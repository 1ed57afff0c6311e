use std::fmt;

/// 外部依赖（代理 / 时序库）的连接状态。
#[derive(Debug, Clone, Copy, PartialEq, Eq, Default)]
pub enum ConnectionState {
    #[default]
    Disconnected,
    Connecting,
    Connected,
    Reconnecting,
}

impl ConnectionState {
    pub fn as_str(&self) -> &'static str {
        match self {
            ConnectionState::Disconnected => "disconnected",
            ConnectionState::Connecting => "connecting",
            ConnectionState::Connected => "connected",
            ConnectionState::Reconnecting => "reconnecting",
        }
    }
}

impl fmt::Display for ConnectionState {
    fn fmt(&self, f: &mut fmt::Formatter<'_>) -> fmt::Result {
        f.write_str(self.as_str())
    }
}

/// 消息确认结论，由 broker 连接管理器转发给代理。
#[derive(Debug, Clone, Copy, PartialEq, Eq)]
pub enum AckVerdict {
    Ack,
    /// 拒绝且不重新入队（永久失败）。
    Reject,
    /// 拒绝并重新入队（瞬时失败，等待重投）。
    RequeueReject,
}

impl AckVerdict {
    pub fn as_str(&self) -> &'static str {
        match self {
            AckVerdict::Ack => "ack",
            AckVerdict::Reject => "reject",
            AckVerdict::RequeueReject => "requeue_reject",
        }
    }
}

The problem → Wherever the string "AckVerdict" appears in the records above, copy the line it sits in.

Solution →
pub enum AckVerdict {
impl AckVerdict {
            AckVerdict::Ack => "ack",
            AckVerdict::Reject => "reject",
            AckVerdict::RequeueReject => "requeue_reject",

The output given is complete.